THE DATA section start
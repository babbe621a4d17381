//! Tarn Remote - Provisioning API Client
//!
//! HTTPS implementation of the [`Gateway`](tarn_core::Gateway) trait: a
//! bearer-authenticated hyper/rustls transport plus the typed wrappers for
//! the provisioning API's operations.
//!
//! The transport maps HTTP failures onto the closed
//! [`RemoteError`](tarn_core::RemoteError) set — 401/403 becomes
//! `Unauthorized`, other non-2xx statuses become `ServerError`, connection
//! and TLS problems become `Transport` — so no raw error types cross into
//! the activation engine. No retries happen at this layer.

mod api;
mod http;

pub use api::RemoteGateway;
pub use http::HttpTransport;
//! Bearer-Authenticated HTTPS Transport
//!
//! One connection per request over hyper's HTTP/1.1 client conn, with
//! rustls for HTTPS (webpki roots). Small and predictable: the activation
//! flow makes a handful of sequential calls per attempt, so connection
//! pooling buys nothing here.

use http_body_util::{BodyExt, Full};
use hyper::body::Bytes;
use hyper::header::{AUTHORIZATION, CONTENT_TYPE, HOST, USER_AGENT};
use hyper::{Method, Request};
use rustls::ClientConfig;
use std::sync::Arc;
use std::time::Duration;
use tarn_core::RemoteError;
use tokio_rustls::TlsConnector;
use tracing::debug;
use url::{Position, Url};

const DEFAULT_TIMEOUT: Duration = Duration::from_secs(30);
const AGENT: &str = concat!("tarn/", env!("CARGO_PKG_VERSION"));

/// Maximum bytes of an error body echoed into `ServerError` detail.
const ERROR_DETAIL_LIMIT: usize = 200;

pub struct HttpTransport {
    timeout: Duration,
}

impl HttpTransport {
    pub fn new() -> Self {
        Self {
            timeout: DEFAULT_TIMEOUT,
        }
    }

    pub fn with_timeout(timeout: Duration) -> Self {
        Self { timeout }
    }

    /// GET `url`, returning the response body.
    pub async fn get(&self, url: &Url, token: &str) -> Result<Vec<u8>, RemoteError> {
        self.request(Method::GET, url, token, None).await
    }

    /// POST a urlencoded form to `url`, returning the response body.
    pub async fn post_form(
        &self,
        url: &Url,
        token: &str,
        form: &[(&str, &str)],
    ) -> Result<Vec<u8>, RemoteError> {
        let encoded = {
            let mut body = url::form_urlencoded::Serializer::new(String::new());
            for (name, value) in form {
                body.append_pair(name, value);
            }
            body.finish().into_bytes()
        };
        self.request(Method::POST, url, token, Some(encoded)).await
    }

    async fn request(
        &self,
        method: Method,
        url: &Url,
        token: &str,
        body: Option<Vec<u8>>,
    ) -> Result<Vec<u8>, RemoteError> {
        let round_trip = self.round_trip(method, url, token, body);
        match tokio::time::timeout(self.timeout, round_trip).await {
            Ok(result) => result,
            Err(_) => Err(RemoteError::Transport(format!(
                "request to {url} timed out after {:?}",
                self.timeout
            ))),
        }
    }

    async fn round_trip(
        &self,
        method: Method,
        url: &Url,
        token: &str,
        body: Option<Vec<u8>>,
    ) -> Result<Vec<u8>, RemoteError> {
        let host = url
            .host_str()
            .ok_or_else(|| RemoteError::Transport(format!("no host in URL {url}")))?
            .to_string();
        let port = url
            .port_or_known_default()
            .ok_or_else(|| RemoteError::Transport(format!("no port for URL {url}")))?;
        let is_https = url.scheme() == "https";

        let host_header = match url.port() {
            Some(explicit) => format!("{host}:{explicit}"),
            None => host.clone(),
        };

        let mut builder = Request::builder()
            .method(method.clone())
            .uri(&url[Position::BeforePath..])
            .header(HOST, host_header)
            .header(USER_AGENT, AGENT)
            .header(AUTHORIZATION, format!("Bearer {token}"));
        if body.is_some() {
            builder = builder.header(CONTENT_TYPE, "application/x-www-form-urlencoded");
        }
        let request = builder
            .body(Full::new(Bytes::from(body.unwrap_or_default())))
            .map_err(|e| RemoteError::Transport(e.to_string()))?;

        debug!("{} {}", method, url);

        let stream = tokio::net::TcpStream::connect((host.as_str(), port))
            .await
            .map_err(|e| RemoteError::Transport(format!("connect {host}:{port}: {e}")))?;

        let response = if is_https {
            let mut roots = rustls::RootCertStore::empty();
            roots.extend(webpki_roots::TLS_SERVER_ROOTS.iter().cloned());
            let tls_config = ClientConfig::builder()
                .with_root_certificates(roots)
                .with_no_client_auth();
            let connector = TlsConnector::from(Arc::new(tls_config));
            let server_name = rustls::pki_types::ServerName::try_from(host.clone())
                .map_err(|_| RemoteError::Transport(format!("invalid server name {host}")))?;
            let tls_stream = connector
                .connect(server_name, stream)
                .await
                .map_err(|e| RemoteError::Transport(format!("TLS handshake: {e}")))?;
            self.send(hyper_util::rt::TokioIo::new(tls_stream), request)
                .await?
        } else {
            self.send(hyper_util::rt::TokioIo::new(stream), request)
                .await?
        };

        let status = response.status();
        let body = response
            .into_body()
            .collect()
            .await
            .map_err(|e| RemoteError::Transport(format!("reading body: {e}")))?
            .to_bytes()
            .to_vec();

        match status.as_u16() {
            200..=299 => Ok(body),
            401 | 403 => Err(RemoteError::Unauthorized),
            code => {
                let snippet = &body[..body.len().min(ERROR_DETAIL_LIMIT)];
                Err(RemoteError::ServerError {
                    status: code,
                    detail: String::from_utf8_lossy(snippet).into_owned(),
                })
            }
        }
    }

    async fn send<S>(
        &self,
        io: hyper_util::rt::TokioIo<S>,
        request: Request<Full<Bytes>>,
    ) -> Result<hyper::Response<hyper::body::Incoming>, RemoteError>
    where
        S: tokio::io::AsyncRead + tokio::io::AsyncWrite + Unpin + Send + 'static,
    {
        let (mut sender, conn) = hyper::client::conn::http1::handshake(io)
            .await
            .map_err(|e| RemoteError::Transport(format!("HTTP handshake: {e}")))?;
        tokio::spawn(async move {
            if let Err(e) = conn.await {
                debug!("connection closed: {e}");
            }
        });
        sender
            .send_request(request)
            .await
            .map_err(|e| RemoteError::Transport(e.to_string()))
    }
}

impl Default for HttpTransport {
    fn default() -> Self {
        Self::new()
    }
}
THE DATA section end
__WHAT THIS TASK INVOLVES__:
Retype the data. Keep every word as it stands.

__COMPLETED EXERCISE__:
repository babbe621a4d17381
//! Tarn Remote - Provisioning API Client
//!
//! HTTPS implementation of the [`Gateway`](tarn_core::Gateway) trait: a
//! bearer-authenticated hyper/rustls transport plus the typed wrappers for
//! the provisioning API's operations.
//!
//! The transport maps HTTP failures onto the closed
//! [`RemoteError`](tarn_core::RemoteError) set — 401/403 becomes
//! `Unauthorized`, other non-2xx statuses become `ServerError`, connection
//! and TLS problems become `Transport` — so no raw error types cross into
//! the activation engine. No retries happen at this layer.

mod api;
mod http;

pub use api::RemoteGateway;
pub use http::HttpTransport;
//! Bearer-Authenticated HTTPS Transport
//!
//! One connection per request over hyper's HTTP/1.1 client conn, with
//! rustls for HTTPS (webpki roots). Small and predictable: the activation
//! flow makes a handful of sequential calls per attempt, so connection
//! pooling buys nothing here.

use http_body_util::{BodyExt, Full};
use hyper::body::Bytes;
use hyper::header::{AUTHORIZATION, CONTENT_TYPE, HOST, USER_AGENT};
use hyper::{Method, Request};
use rustls::ClientConfig;
use std::sync::Arc;
use std::time::Duration;
use tarn_core::RemoteError;
use tokio_rustls::TlsConnector;
use tracing::debug;
use url::{Position, Url};

const DEFAULT_TIMEOUT: Duration = Duration::from_secs(30);
const AGENT: &str = concat!("tarn/", env!("CARGO_PKG_VERSION"));

/// Maximum bytes of an error body echoed into `ServerError` detail.
const ERROR_DETAIL_LIMIT: usize = 200;

pub struct HttpTransport {
    timeout: Duration,
}

impl HttpTransport {
    pub fn new() -> Self {
        Self {
            timeout: DEFAULT_TIMEOUT,
        }
    }

    pub fn with_timeout(timeout: Duration) -> Self {
        Self { timeout }
    }

    /// GET `url`, returning the response body.
    pub async fn get(&self, url: &Url, token: &str) -> Result<Vec<u8>, RemoteError> {
        self.request(Method::GET, url, token, None).await
    }

    /// POST a urlencoded form to `url`, returning the response body.
    pub async fn post_form(
        &self,
        url: &Url,
        token: &str,
        form: &[(&str, &str)],
    ) -> Result<Vec<u8>, RemoteError> {
        let encoded = {
            let mut body = url::form_urlencoded::Serializer::new(String::new());
            for (name, value) in form {
                body.append_pair(name, value);
            }
            body.finish().into_bytes()
        };
        self.request(Method::POST, url, token, Some(encoded)).await
    }

    async fn request(
        &self,
        method: Method,
        url: &Url,
        token: &str,
        body: Option<Vec<u8>>,
    ) -> Result<Vec<u8>, RemoteError> {
        let round_trip = self.round_trip(method, url, token, body);
        match tokio::time::timeout(self.timeout, round_trip).await {
            Ok(result) => result,
            Err(_) => Err(RemoteError::Transport(format!(
                "request to {url} timed out after {:?}",
                self.timeout
            ))),
        }
    }

    async fn round_trip(
        &self,
        method: Method,
        url: &Url,
        token: &str,
        body: Option<Vec<u8>>,
    ) -> Result<Vec<u8>, RemoteError> {
        let host = url
            .host_str()
            .ok_or_else(|| RemoteError::Transport(format!("no host in URL {url}")))?
            .to_string();
        let port = url
            .port_or_known_default()
            .ok_or_else(|| RemoteError::Transport(format!("no port for URL {url}")))?;
        let is_https = url.scheme() == "https";

        let host_header = match url.port() {
            Some(explicit) => format!("{host}:{explicit}"),
            None => host.clone(),
        };

        let mut builder = Request::builder()
            .method(method.clone())
            .uri(&url[Position::BeforePath..])
            .header(HOST, host_header)
            .header(USER_AGENT, AGENT)
            .header(AUTHORIZATION, format!("Bearer {token}"));
        if body.is_some() {
            builder = builder.header(CONTENT_TYPE, "application/x-www-form-urlencoded");
        }
        let request = builder
            .body(Full::new(Bytes::from(body.unwrap_or_default())))
            .map_err(|e| RemoteError::Transport(e.to_string()))?;

        debug!("{} {}", method, url);

        let stream = tokio::net::TcpStream::connect((host.as_str(), port))
            .await
            .map_err(|e| RemoteError::Transport(format!("connect {host}:{port}: {e}")))?;

        let response = if is_https {
            let mut roots = rustls::RootCertStore::empty();
            roots.extend(webpki_roots::TLS_SERVER_ROOTS.iter().cloned());
            let tls_config = ClientConfig::builder()
                .with_root_certificates(roots)
                .with_no_client_auth();
            let connector = TlsConnector::from(Arc::new(tls_config));
            let server_name = rustls::pki_types::ServerName::try_from(host.clone())
                .map_err(|_| RemoteError::Transport(format!("invalid server name {host}")))?;
            let tls_stream = connector
                .connect(server_name, stream)
                .await
                .map_err(|e| RemoteError::Transport(format!("TLS handshake: {e}")))?;
            self.send(hyper_util::rt::TokioIo::new(tls_stream), request)
                .await?
        } else {
            self.send(hyper_util::rt::TokioIo::new(stream), request)
                .await?
        };

        let status = response.status();
        let body = response
            .into_body()
            .collect()
            .await
            .map_err(|e| RemoteError::Transport(format!("reading body: {e}")))?
            .to_bytes()
            .to_vec();

        match status.as_u16() {
            200..=299 => Ok(body),
            401 | 403 => Err(RemoteError::Unauthorized),
            code => {
                let snippet = &body[..body.len().min(ERROR_DETAIL_LIMIT)];
                Err(RemoteError::ServerError {
                    status: code,
                    detail: String::from_utf8_lossy(snippet).into_owned(),
                })
            }
        }
    }

    async fn send<S>(
        &self,
        io: hyper_util::rt::TokioIo<S>,
        request: Request<Full<Bytes>>,
    ) -> Result<hyper::Response<hyper::body::Incoming>, RemoteError>
    where
        S: tokio::io::AsyncRead + tokio::io::AsyncWrite + Unpin + Send + 'static,
    {
        let (mut sender, conn) = hyper::client::conn::http1::handshake(io)
            .await
            .map_err(|e| RemoteError::Transport(format!("HTTP handshake: {e}")))?;
        tokio::spawn(async move {
            if let Err(e) = conn.await {
                debug!("connection closed: {e}");
            }
        });
        sender
            .send_request(request)
            .await
            .map_err(|e| RemoteError::Transport(e.to_string()))
    }
}

impl Default for HttpTransport {
    fn default() -> Self {
        Self::new()
    }
}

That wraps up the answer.